Thursday, 05 February 2009
Should I be interested in a top 100 list I'm not on? Of course I should. Here's a list of developer blogs, painstakingly gathered by Jurgen Appelo. He looked at Google PageRank, Alexa traffic rankings, Technorati authority ratings, how many people link to the blog, commenting rate, and the RSSMicro FeedRank. In other words, an objective gathering of our collective subjective opinions of each other. While I have no clue how to measure any of those things, I can tell you I read 4 of his top ten and 11 of the top 100 at least once a week. If I were looking for more blogs to read, this list would include plenty of excellent candidates. Check it out!
Wednesday, 04 February 2009
I like Scott Berkun's blog a lot. He often shares insightful glimpses of what it takes to achieve. In this entry, he talks about how ratsen fratsen hard it is to write a book. This reminds me that I don't want to write any more books (in case watching Julie finish hers wasn't reminder enough) and also connects to the trouble I sometimes have with other long term unstructured projects. Deciding to work on what needs to be worked on is how you show your character. Day in, day out. Don't like the character you're showing? Decide differently, starting today.
Tuesday, 03 February 2009
Let me share with you something I heard on the TV the other night that really clicked with me. "As I get older," the man said, "I find that I ask myself questions more. You know, why am I here?". He paused, and I nodded. The older we get the more life we have to ponder the meaning of. Then continued. "It's not exactly philosophy though. It's more ... why am I here... in the basement? What the heck did I come down here for? "
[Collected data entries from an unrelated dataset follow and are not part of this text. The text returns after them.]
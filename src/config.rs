//! Bus timing and protocol options.

/// Half period used by [`Config::default`], giving a 100 kHz clock.
pub const DEFAULT_HALF_PERIOD_US: u32 = 5;

/// What to do when a slave leaves the data line high in an acknowledge slot.
#[derive(Debug, Clone, Copy, PartialEq, Eq)]
pub enum AckPolicy {
    /// Send a stop condition and report [`Error::NoAck`](crate::i2c::Error::NoAck).
    Abort,
    /// Log it and keep clocking as if the byte had been acknowledged.
    Ignore,
}

/// Configuration of an [`I2cBB`](crate::i2c::I2cBB) bus.
#[derive(Debug, Clone, Copy, PartialEq, Eq)]
pub struct Config {
    /// Length of half a clock period in microseconds. 0 is treated as 1.
    pub half_period_us: u32,
    /// Reaction to a missing acknowledge.
    pub ack_policy: AckPolicy,
    /// Send a not-acknowledge after the last byte of a read.
    pub nack_last_read: bool,
}

impl Default for Config {
    fn default() -> Self {
        Config {
            half_period_us: DEFAULT_HALF_PERIOD_US,
            ack_policy: AckPolicy::Abort,
            nack_last_read: false,
        }
    }
}

impl Config {
    /// Set the half period from a clock frequency in Hz.
    ///
    /// The half period is rounded up, so the resulting clock is never
    /// faster than requested. Frequencies above 500 kHz are clamped to a
    /// 1 us half period.
    pub fn with_frequency(mut self, hz: u32) -> Self {
        let hz = hz.max(1);
        let mut half = 500_000 / hz;
        if 500_000 % hz != 0 {
            half += 1;
        }
        self.half_period_us = half.max(1);
        self
    }

    pub fn with_ack_policy(mut self, ack_policy: AckPolicy) -> Self {
        self.ack_policy = ack_policy;
        self
    }

    pub fn with_nack_last_read(mut self, nack_last_read: bool) -> Self {
        self.nack_last_read = nack_last_read;
        self
    }

    /// Approximate clock frequency in Hz, ignoring pin access overhead.
    pub fn frequency(&self) -> u32 {
        500_000 / self.half_period_us.max(1)
    }
}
Oh yeah. That I do even more than the pondering.
Monday, 02 February 2009
The WPF team have released an interesting document called the WPF Application Quality Guide. You can download it as a .doc file from that page, or just read it on line. It's an intruiging combination of handy links (Getting Started with WPF), overview diagrams, philosophy and advice around testing and development that would apply to non WPF projects as well, and very WPF-specific practices (should I derive from Control or UserControl?) aimed at testers and developers alike. The Word version runs to almost 80 pages but not all the sections will apply to every reader. You should take a look at it, for sure.
Sunday, 01 February 2009
While I was in Redmond I met Alon Fliess, who like me is a C++ MVP and is exploring Windows 7 (and Vista before it) from a native point of view as well as a managed one. About two months ago he mused about the "rebirth" of C++ in these times, not just because some of those operating system APIs are easier to get to from native code, but also because of new native capabilities (the continued MFC updates, the native Web Services library, the concurrency services) that just keep being added to the arsenal available to C++ programmers. (He has some helpful links in the blog post - you could also search through here if you like.)
I think it's a good point. If you know C++, now's a good time to use it. If you don't, then hang around (at least virtually) with those who do - we can point out some cool things. And thanks to the magic of interop, wrappers, and C++/CLI, perhaps we can make some of those cool things a little easier to get to from managed code.